|Nagabhyru, P -|
|Schardl, C -|
Submitted to: American Society of Agronomy Meetings
Publication Type: Abstract Only
Publication Acceptance Date: July 21, 2011
Publication Date: N/A
Technical Abstract: Molecular tools for forage grasses are presently sparse. In order to make available these tools for the community, a large scale sequencing effort has been conducted. Roughly 140,000 cDNA clones from normalized libraries obtained from meadow fescue/Epichloe festucae inflorescences and stromata and tall fescue root RNA have been sequenced. Presently 128,189 EST sequences have been submitted to the National Center for Biotechnology Information database, making this resource available to the community. Assembly of the non-Epichloe cDNAs resulted in 42,003 unigenes, or unique genes. These will serve as the basis for plant genomic analysis and further molecular tool development in forage grasses. The assembly was used to anchor sequencing done on using the Next Generation Illumina (mRNAseq) sequencing technology comparing expression in pseudostems of clones of tall fescue infected with Neotyphodium coenophialum (E+) with pseudostems of non-infected clones (E-). Of the 12 million Illumina reads approximately 60% of the reads matched 32,588 plant unigenes. Comparison of the expression between the E+ and E- clones found that 125 unigenes were differentially expressed two-fold or more.
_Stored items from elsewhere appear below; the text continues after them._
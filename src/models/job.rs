use crate::models::question::{QuestionId, QuestionRecord};
use camino::Utf8PathBuf;
use std::fmt;
use std::time::Duration;

/// One question scheduled for rendering
#[derive(Debug, Clone)]
pub struct RenderJob {
    pub question: QuestionRecord,
    pub output_path: Utf8PathBuf,
}

impl RenderJob {
    pub fn new(question: QuestionRecord, output_path: Utf8PathBuf) -> Self {
        Self {
            question,
            output_path,
        }
    }

    pub fn id(&self) -> &QuestionId {
        &self.question.id
    }
}

/// Outcome of a single RenderUnit invocation
#[derive(Debug, Clone, PartialEq, Eq)]
pub enum JobOutcome {
    Success(Utf8PathBuf),
    Failure(String),
}

/// Result of one render job, recorded by the scheduler in input order
#[derive(Debug, Clone, PartialEq, Eq)]
pub struct JobResult {
    pub id: QuestionId,
    pub outcome: JobOutcome,
    pub elapsed: Duration,
}

impl JobResult {
    pub fn success(id: QuestionId, path: Utf8PathBuf, elapsed: Duration) -> Self {
        Self {
            id,
            outcome: JobOutcome::Success(path),
            elapsed,
        }
    }

    pub fn failure(id: QuestionId, reason: impl Into<String>, elapsed: Duration) -> Self {
        Self {
            id,
            outcome: JobOutcome::Failure(reason.into()),
            elapsed,
        }
    }

    pub fn is_success(&self) -> bool {
        matches!(self.outcome, JobOutcome::Success(_))
    }

    /// Path of the rendered clip, if the job succeeded
    pub fn output_path(&self) -> Option<&Utf8PathBuf> {
        match &self.outcome {
            JobOutcome::Success(path) => Some(path),
            JobOutcome::Failure(_) => None,
        }
    }
}

/// End-of-run report.
///
/// Produced for every run, including interrupted ones and runs whose final
/// concatenation failed. The [`fmt::Display`] impl renders the user-facing
/// summary.
#[derive(Debug, Clone, Default)]
pub struct RunReport {
    /// Questions rendered successfully during this run
    pub succeeded: Vec<QuestionId>,
    /// Questions whose render failed, with the reason
    pub failed: Vec<(QuestionId, String)>,
    /// Questions whose clip already existed and were not re-rendered
    pub skipped_existing: Vec<QuestionId>,
    /// Questions never started because the run was interrupted
    pub pending: Vec<QuestionId>,
    /// True when a graceful stop cut the run short
    pub interrupted: bool,
    /// Ordered clip list handed to the concatenator
    pub concat_inputs: Vec<Utf8PathBuf>,
    /// Path of the merged video when concatenation succeeded
    pub final_video: Option<Utf8PathBuf>,
    /// Reason the final merge failed, if it did
    pub concat_error: Option<String>,
    pub elapsed: Duration,
}

impl RunReport {
    /// Whether the process should exit with status 0.
    ///
    /// Interrupted runs are a clean partial completion. Otherwise the final
    /// merge must have succeeded.
    pub fn is_success(&self) -> bool {
        if self.interrupted {
            return self.concat_error.is_none();
        }
        self.final_video.is_some() && self.concat_error.is_none()
    }
}

fn join_ids(ids: &[QuestionId]) -> String {
    if ids.is_empty() {
        return "-".to_string();
    }
    ids.iter()
        .map(|id| id.to_string())
        .collect::<Vec<_>>()
        .join(", ")
}

impl fmt::Display for RunReport {
    fn fmt(&self, f: &mut fmt::Formatter<'_>) -> fmt::Result {
        let status = if self.interrupted {
            "PARTIAL (interrupted)"
        } else if self.is_success() {
            "COMPLETE"
        } else {
            "FAILED"
        };

        writeln!(f, "=== Render summary: {} ===", status)?;
        writeln!(
            f,
            "Succeeded ({}): {}",
            self.succeeded.len(),
            join_ids(&self.succeeded)
        )?;
        writeln!(
            f,
            "Skipped existing ({}): {}",
            self.skipped_existing.len(),
            join_ids(&self.skipped_existing)
        )?;
        writeln!(f, "Failed ({}):", self.failed.len())?;
        for (id, reason) in &self.failed {
            writeln!(f, "  {}: {}", id, reason)?;
        }
        if !self.pending.is_empty() {
            writeln!(
                f,
                "Not started ({}): {}",
                self.pending.len(),
                join_ids(&self.pending)
            )?;
        }
        match (&self.final_video, &self.concat_error) {
            (Some(path), _) => writeln!(f, "Final video: {}", path)?,
            (None, Some(err)) => writeln!(f, "Final video: not produced ({})", err)?,
            (None, None) => writeln!(f, "Final video: not produced")?,
        }
        write!(f, "Elapsed: {:.1}s", self.elapsed.as_secs_f64())
    }
}

#[cfg(test)]
mod tests {
    use super::*;

    #[test]
    fn test_job_result_accessors() {
        let ok = JobResult::success(
            QuestionId::Numeric(1),
            Utf8PathBuf::from("out/quiz_1.mp4"),
            Duration::from_secs(3),
        );
        let bad = JobResult::failure(QuestionId::Numeric(2), "boom", Duration::ZERO);

        assert!(ok.is_success());
        assert_eq!(ok.output_path().map(|p| p.as_str()), Some("out/quiz_1.mp4"));
        assert!(!bad.is_success());
        assert!(bad.output_path().is_none());
    }

    #[test]
    fn test_report_success_rules() {
        let mut report = RunReport::default();
        assert!(!report.is_success());

        report.final_video = Some(Utf8PathBuf::from("out/final.mp4"));
        assert!(report.is_success());

        let interrupted = RunReport {
            interrupted: true,
            ..Default::default()
        };
        assert!(interrupted.is_success());
    }

    #[test]
    fn test_summary_lists_every_category() {
        let report = RunReport {
            succeeded: vec![QuestionId::Numeric(1)],
            failed: vec![(QuestionId::Numeric(2), "exit code 1".into())],
            skipped_existing: vec![QuestionId::Numeric(3)],
            pending: vec![QuestionId::Numeric(4)],
            interrupted: true,
            ..Default::default()
        };

        let text = report.to_string();
        assert!(text.contains("PARTIAL"));
        assert!(text.contains("Succeeded (1): 1"));
        assert!(text.contains("2: exit code 1"));
        assert!(text.contains("Skipped existing (1): 3"));
        assert!(text.contains("Not started (1): 4"));
    }
}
The Illumina sequencing results demonstrated that specific unigenes are targeted utilizing the new Next Generation sequencing technologies and provide a framework to anchor these sequences. The sequencing of the Lolium/Schedonorus/Festuca ESTs thus provides species specific sequences to evaluate expression and provides a molecular tool in the study of these important forage and turf grasses.